Starting at the line with "let name = ClassName::new(name)?;" in it, reproduce each line below through the last one, exactly, and include nothing else.

[Dataset entries]
■ ■ ■ ■

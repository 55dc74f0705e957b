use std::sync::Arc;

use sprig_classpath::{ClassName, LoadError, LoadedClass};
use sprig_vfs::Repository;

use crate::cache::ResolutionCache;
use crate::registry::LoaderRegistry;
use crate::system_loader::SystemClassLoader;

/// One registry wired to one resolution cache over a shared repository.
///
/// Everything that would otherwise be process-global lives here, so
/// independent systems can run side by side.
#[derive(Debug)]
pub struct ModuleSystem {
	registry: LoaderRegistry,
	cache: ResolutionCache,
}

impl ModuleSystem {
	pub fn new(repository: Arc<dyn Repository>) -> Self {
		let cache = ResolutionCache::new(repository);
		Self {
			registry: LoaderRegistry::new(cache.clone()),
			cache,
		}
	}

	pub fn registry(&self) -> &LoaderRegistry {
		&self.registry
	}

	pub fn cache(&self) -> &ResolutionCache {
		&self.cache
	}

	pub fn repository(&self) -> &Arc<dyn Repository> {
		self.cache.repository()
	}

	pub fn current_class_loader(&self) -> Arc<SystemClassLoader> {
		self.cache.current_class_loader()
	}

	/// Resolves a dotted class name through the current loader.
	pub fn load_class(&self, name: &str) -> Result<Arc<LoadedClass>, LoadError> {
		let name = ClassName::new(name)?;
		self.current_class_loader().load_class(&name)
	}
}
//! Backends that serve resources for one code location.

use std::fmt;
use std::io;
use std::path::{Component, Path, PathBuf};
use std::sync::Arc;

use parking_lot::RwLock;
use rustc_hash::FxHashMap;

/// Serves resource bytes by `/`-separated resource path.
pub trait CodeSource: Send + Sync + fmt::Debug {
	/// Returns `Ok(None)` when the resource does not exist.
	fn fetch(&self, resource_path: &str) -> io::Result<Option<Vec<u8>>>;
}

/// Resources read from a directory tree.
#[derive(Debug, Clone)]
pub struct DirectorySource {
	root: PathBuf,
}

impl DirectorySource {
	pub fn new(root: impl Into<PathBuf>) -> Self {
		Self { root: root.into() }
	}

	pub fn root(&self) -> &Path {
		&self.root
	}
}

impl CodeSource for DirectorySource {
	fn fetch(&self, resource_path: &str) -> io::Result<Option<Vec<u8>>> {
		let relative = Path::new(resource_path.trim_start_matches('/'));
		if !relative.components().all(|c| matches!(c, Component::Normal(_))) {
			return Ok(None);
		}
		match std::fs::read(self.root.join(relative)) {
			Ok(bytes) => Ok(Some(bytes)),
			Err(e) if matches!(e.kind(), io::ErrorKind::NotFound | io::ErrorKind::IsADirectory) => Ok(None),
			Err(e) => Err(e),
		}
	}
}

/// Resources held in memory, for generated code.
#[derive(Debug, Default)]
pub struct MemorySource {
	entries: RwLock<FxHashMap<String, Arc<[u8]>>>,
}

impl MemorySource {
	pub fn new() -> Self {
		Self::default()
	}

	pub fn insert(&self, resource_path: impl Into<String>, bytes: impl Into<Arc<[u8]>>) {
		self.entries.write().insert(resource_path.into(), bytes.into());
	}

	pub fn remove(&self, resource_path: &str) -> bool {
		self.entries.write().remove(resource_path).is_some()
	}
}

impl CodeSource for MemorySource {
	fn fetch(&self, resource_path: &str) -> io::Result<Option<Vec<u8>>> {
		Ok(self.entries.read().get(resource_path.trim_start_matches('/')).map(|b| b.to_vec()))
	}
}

■ ■ ■ ■

▶ Answer box:
		let name = ClassName::new(name)?;
		self.current_class_loader().load_class(&name)
	}
}
//! Backends that serve resources for one code location.

use std::fmt;
use std::io;
use std::path::{Component, Path, PathBuf};
use std::sync::Arc;

use parking_lot::RwLock;
use rustc_hash::FxHashMap;

/// Serves resource bytes by `/`-separated resource path.
pub trait CodeSource: Send + Sync + fmt::Debug {
	/// Returns `Ok(None)` when the resource does not exist.
	fn fetch(&self, resource_path: &str) -> io::Result<Option<Vec<u8>>>;
}

/// Resources read from a directory tree.
#[derive(Debug, Clone)]
pub struct DirectorySource {
	root: PathBuf,
}

impl DirectorySource {
	pub fn new(root: impl Into<PathBuf>) -> Self {
		Self { root: root.into() }
	}

	pub fn root(&self) -> &Path {
		&self.root
	}
}

impl CodeSource for DirectorySource {
	fn fetch(&self, resource_path: &str) -> io::Result<Option<Vec<u8>>> {
		let relative = Path::new(resource_path.trim_start_matches('/'));
		if !relative.components().all(|c| matches!(c, Component::Normal(_))) {
			return Ok(None);
		}
		match std::fs::read(self.root.join(relative)) {
			Ok(bytes) => Ok(Some(bytes)),
			Err(e) if matches!(e.kind(), io::ErrorKind::NotFound | io::ErrorKind::IsADirectory) => Ok(None),
			Err(e) => Err(e),
		}
	}
}

/// Resources held in memory, for generated code.
#[derive(Debug, Default)]
pub struct MemorySource {
	entries: RwLock<FxHashMap<String, Arc<[u8]>>>,
}

impl MemorySource {
	pub fn new() -> Self {
		Self::default()
	}

	pub fn insert(&self, resource_path: impl Into<String>, bytes: impl Into<Arc<[u8]>>) {
		self.entries.write().insert(resource_path.into(), bytes.into());
	}

	pub fn remove(&self, resource_path: &str) -> bool {
		self.entries.write().remove(resource_path).is_some()
	}
}

impl CodeSource for MemorySource {
	fn fetch(&self, resource_path: &str) -> io::Result<Option<Vec<u8>>> {
		Ok(self.entries.read().get(resource_path.trim_start_matches('/')).map(|b| b.to_vec()))
	}
}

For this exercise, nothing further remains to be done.